Ellen Airgood and I met years ago at a diner she and her husband, Rick, own and run in Michigan’s breathtaking Upper Peninsula. She would serve breakfast to me and a writer friend on our annual excursions to the area. Years later, while reading her first novel, South of Superior, I pondered, “How does this hard-working person find the time to write about these complex characters with such skill and grace?”

Then I recalled what I tell aspiring writers: “If you want to become a writer, you won’t, but if you must become a writer, you will. It’s a calling.”

Airgood heard the calling at age ten, when she began to write poetry. But growing up on a farm in rural Michigan, she became fascinated by the beauty and wonder of her natural surroundings. Later, she earned her Bachelor’s at the University of Michigan’s School of Natural Resources. She graduated summa cum laude, a distinction that helped launch her early career in environmental science.

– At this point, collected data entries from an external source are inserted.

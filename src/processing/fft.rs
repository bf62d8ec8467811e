// src/processing/fft.rs
//! Forward FFT with a cached plan
//!
//! Blocks are transformed raw, without a window function; the block-wise
//! features downstream compare like against like, so leakage cancels out of
//! the distance metric.

use rustfft::{num_complex::Complex, Fft, FftPlanner};
use std::sync::Arc;

/// FFT processor producing half spectra of fixed-size blocks
pub struct FftProcessor {
    fft: Arc<dyn Fft<f32>>,
    block_size: usize,
}

impl FftProcessor {
    /// Plan a forward FFT of `block_size` points
    pub fn new(block_size: usize) -> Self {
        let mut planner = FftPlanner::new();
        let fft = planner.plan_fft_forward(block_size);
        Self { fft, block_size }
    }

    /// FFT size in points
    pub fn block_size(&self) -> usize {
        self.block_size
    }

    /// Number of bins in the half spectrum
    pub fn num_bins(&self) -> usize {
        self.block_size / 2 + 1
    }

    /// Transform a block and return the positive-frequency half spectrum
    ///
    /// Input shorter than the block size is zero-padded.
    pub fn half_spectrum(&self, block: &[f32]) -> Vec<Complex<f32>> {
        let mut buffer: Vec<Complex<f32>> = block
            .iter()
            .take(self.block_size)
            .map(|&s| Complex::new(s, 0.0))
            .collect();
        buffer.resize(self.block_size, Complex::new(0.0, 0.0));

        self.fft.process(&mut buffer);

        buffer.truncate(self.num_bins());
        buffer
    }
}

Then one day, she wandered into a U.P. sandwich shop and met the person who would change her life trajectory. Now, the author says she learned everything she knows about writing from working in a diner.

In this new book, Laurel Hill, a young single mother who scratches out a living with a patchwork of jobs, lives in Michigan’s Upper Peninsula with her precocious, ten-year-old daughter, Skye. Tin Camp Road (Riverhead) is a warm, big-hearted novel about their struggles to overcome poverty and find a way to survive and thrive on the margins of society. It was my pleasure to talk to Ellen just before her book’s publication on August 3, 2021.

Interview:

Philip Caputo: You’re one of the busiest, hardest-working people I know. Up before the sun to bake muffins for sale at the diner you and your husband run; work the register and wait tables all day; close up, then drive twenty miles home. Wears me out just to think about it. How have you found the time and energy to write four novels?

Ellen Airgood: Didn’t somebody say that in work lies man’s salvation? Or did I make that up to explain my own life to myself? But yes, our diner demands a great deal. When customers ask how I find the time to write, I usually tell them I don’t know. That’s the truth. But a fuller truth is that I’ve done most of my writing in the diner’s quietest months—Novembers and Aprils—and now in its off-seasons, since we’re no longer open in the winter. Plus, I write slowly. I worked on my first published novel, South of Superior, over the course of seven years. Same with Tin Camp Road.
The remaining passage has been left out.